Data entries:
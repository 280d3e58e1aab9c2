//! Process-lifetime record store keyed by opaque record identifiers.

use std::collections::HashSet;

use dashmap::DashMap;
use dashmap::mapref::entry::Entry;
use tracing::{debug, info};
use uace_core::{BuiltRecord, CandidateRecord, RecordId, VerificationPayload};

use crate::StoreError;

/// Outcome of a verification lookup.
#[derive(Debug, Clone, PartialEq, Eq)]
pub enum Verification {
    Valid(CandidateRecord),
    /// Unknown or unparsable identifier.
    Invalid,
}

impl Verification {
    pub fn is_valid(&self) -> bool {
        matches!(self, Verification::Valid(_))
    }

    pub fn payload(&self) -> Option<VerificationPayload> {
        match self {
            Verification::Valid(record) => Some(record.payload()),
            Verification::Invalid => None,
        }
    }
}

/// Identifier → record mapping with no eviction.
///
/// Backed by `DashMap`, so concurrent batches may insert while lookups run.
/// Lookups never mutate.
#[derive(Debug, Default)]
pub struct RecordStore {
    records: DashMap<RecordId, CandidateRecord>,
}

impl RecordStore {
    pub fn new() -> Self {
        Self::default()
    }

    /// Store a record under a new identifier.
    pub fn insert(&self, id: RecordId, record: CandidateRecord) -> Result<(), StoreError> {
        match self.records.entry(id) {
            Entry::Occupied(_) => Err(StoreError::DuplicateId(id)),
            Entry::Vacant(slot) => {
                debug!(%id, serial = %record.serial_number, "stored record");
                slot.insert(record);
                Ok(())
            }
        }
    }

    /// Store every record of a batch. Returns how many were inserted.
    ///
    /// Identifiers are checked against the store and each other before
    /// anything is inserted, so a duplicate leaves the store unchanged. A
    /// concurrent writer inserting one of the same identifiers in between can
    /// still make the batch stop partway.
    pub fn extend<'a, I>(&self, built: I) -> Result<usize, StoreError>
    where
        I: IntoIterator<Item = &'a BuiltRecord>,
    {
        let built: Vec<&BuiltRecord> = built.into_iter().collect();
        let mut seen = HashSet::with_capacity(built.len());
        if let Some(b) = built
            .iter()
            .find(|b| self.contains(&b.id) || !seen.insert(b.id))
        {
            return Err(StoreError::DuplicateId(b.id));
        }

        let mut count = 0;
        for b in built {
            self.insert(b.id, b.record.clone())?;
            count += 1;
        }
        info!(count, total = self.len(), "stored batch records");
        Ok(count)
    }

    pub fn get(&self, id: &RecordId) -> Option<CandidateRecord> {
        self.records.get(id).map(|r| r.clone())
    }

    /// Look up an identifier as presented by a verifier.
    pub fn verify(&self, id: &str) -> Verification {
        match id.parse::<RecordId>() {
            Ok(id) => self
                .get(&id)
                .map(Verification::Valid)
                .unwrap_or(Verification::Invalid),
            Err(_) => Verification::Invalid,
        }
    }

    pub fn contains(&self, id: &RecordId) -> bool {
        self.records.contains_key(id)
    }

    pub fn len(&self) -> usize {
        self.records.len()
    }

    pub fn is_empty(&self) -> bool {
        self.records.is_empty()
    }
}

#[cfg(test)]
mod tests {
    use super::*;
    use std::sync::Arc;
    use uace_core::{RawRow, SchoolSettings, build, generate_batch};

    fn row(name: &str, subjects: &str) -> RawRow {
        RawRow {
            name: name.into(),
            sex: "M".into(),
            subjects: subjects.into(),
            ..Default::default()
        }
    }

    #[test]
    fn empty_store() {
        let store = RecordStore::new();
        assert!(store.is_empty());
        assert_eq!(store.len(), 0);
    }

    #[test]
    fn verify_fresh_record() {
        let store = RecordStore::new();
        let built = build(
            &row("OKELLO", "HIS-B [1-2,2-3] GEP-4 [1-4]"),
            1,
            &SchoolSettings::default(),
        );
        store.insert(built.id, built.record.clone()).unwrap();

        let result = store.verify(&built.id.to_string());
        assert!(result.is_valid());
        let payload = result.payload().unwrap();
        assert_eq!(payload.total_points, built.record.summary.total_points);
        assert_eq!(payload.total_points, 6);
        assert_eq!(payload, built.payload);
    }

    #[test]
    fn unknown_id_is_invalid() {
        let store = RecordStore::new();
        let built = build(&row("A", ""), 1, &SchoolSettings::default());
        store.insert(built.id, built.record).unwrap();

        assert_eq!(store.verify(&RecordId::new().to_string()), Verification::Invalid);
        assert_eq!(store.verify("definitely-not-an-id"), Verification::Invalid);
        assert_eq!(store.verify(""), Verification::Invalid);
        assert!(store.verify("").payload().is_none());
    }

    #[test]
    fn duplicate_id_rejected() {
        let store = RecordStore::new();
        let built = build(&row("A", ""), 1, &SchoolSettings::default());
        store.insert(built.id, built.record.clone()).unwrap();
        let result = store.insert(built.id, built.record);
        assert!(matches!(result, Err(StoreError::DuplicateId(id)) if id == built.id));
        assert_eq!(store.len(), 1);
    }

    #[test]
    fn extend_with_batch() {
        let store = RecordStore::new();
        let rows = vec![row("A", "ENG-A [1-1]"), row("B", ""), row("C", "GEP-7 [1-7]")];
        let built = generate_batch(&rows, &SchoolSettings::default());
        assert_eq!(store.extend(&built).unwrap(), 3);
        for b in &built {
            assert!(store.contains(&b.id));
            assert_eq!(store.get(&b.id).unwrap(), b.record);
        }
    }

    #[test]
    fn extend_with_duplicate_inserts_nothing() {
        let store = RecordStore::new();
        let settings = SchoolSettings::default();
        let existing = build(&row("A", ""), 1, &settings);
        store.insert(existing.id, existing.record.clone()).unwrap();

        let mut batch = generate_batch(&[row("B", ""), row("C", "")], &settings);
        batch.push(existing.clone());
        let result = store.extend(&batch);
        assert!(matches!(result, Err(StoreError::DuplicateId(id)) if id == existing.id));
        assert_eq!(store.len(), 1);
        assert!(!store.contains(&batch[0].id));
    }

    #[test]
    fn extend_with_repeated_id_in_batch_inserts_nothing() {
        let store = RecordStore::new();
        let batch = generate_batch(&[row("A", "")], &SchoolSettings::default());
        let repeated = vec![batch[0].clone(), batch[0].clone()];
        assert!(matches!(store.extend(&repeated), Err(StoreError::DuplicateId(_))));
        assert!(store.is_empty());
    }

    #[test]
    fn concurrent_inserts_and_lookups() {
        let store = Arc::new(RecordStore::new());
        let settings = SchoolSettings::default();
        let handles: Vec<_> = (0..4)
            .map(|worker| {
                let store = Arc::clone(&store);
                let settings = settings.clone();
                std::thread::spawn(move || {
                    let rows: Vec<RawRow> = (0..25)
                        .map(|i| row(&format!("W{worker}-{i}"), "ENT-O [1-6]"))
                        .collect();
                    let built = generate_batch(&rows, &settings);
                    store.extend(&built).unwrap();
                    built
                        .iter()
                        .all(|b| store.verify(&b.id.to_string()).is_valid())
                })
            })
            .collect();
        for h in handles {
            assert!(h.join().unwrap());
        }
        assert_eq!(store.len(), 100);
    }
}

* **PROBLEM**
What is needed is every line from the start of the entries through the line containing "in between can", returned word for word and nothing else.

* **WRITTEN ANSWER**
repository 280d3e58e1aab9c2
//! Process-lifetime record store keyed by opaque record identifiers.

use std::collections::HashSet;

use dashmap::DashMap;
use dashmap::mapref::entry::Entry;
use tracing::{debug, info};
use uace_core::{BuiltRecord, CandidateRecord, RecordId, VerificationPayload};

use crate::StoreError;

/// Outcome of a verification lookup.
#[derive(Debug, Clone, PartialEq, Eq)]
pub enum Verification {
    Valid(CandidateRecord),
    /// Unknown or unparsable identifier.
    Invalid,
}

impl Verification {
    pub fn is_valid(&self) -> bool {
        matches!(self, Verification::Valid(_))
    }

    pub fn payload(&self) -> Option<VerificationPayload> {
        match self {
            Verification::Valid(record) => Some(record.payload()),
            Verification::Invalid => None,
        }
    }
}

/// Identifier → record mapping with no eviction.
///
/// Backed by `DashMap`, so concurrent batches may insert while lookups run.
/// Lookups never mutate.
#[derive(Debug, Default)]
pub struct RecordStore {
    records: DashMap<RecordId, CandidateRecord>,
}

impl RecordStore {
    pub fn new() -> Self {
        Self::default()
    }

    /// Store a record under a new identifier.
    pub fn insert(&self, id: RecordId, record: CandidateRecord) -> Result<(), StoreError> {
        match self.records.entry(id) {
            Entry::Occupied(_) => Err(StoreError::DuplicateId(id)),
            Entry::Vacant(slot) => {
                debug!(%id, serial = %record.serial_number, "stored record");
                slot.insert(record);
                Ok(())
            }
        }
    }

    /// Store every record of a batch. Returns how many were inserted.
    ///
    /// Identifiers are checked against the store and each other before
    /// anything is inserted, so a duplicate leaves the store unchanged. A
    /// concurrent writer inserting one of the same identifiers in between can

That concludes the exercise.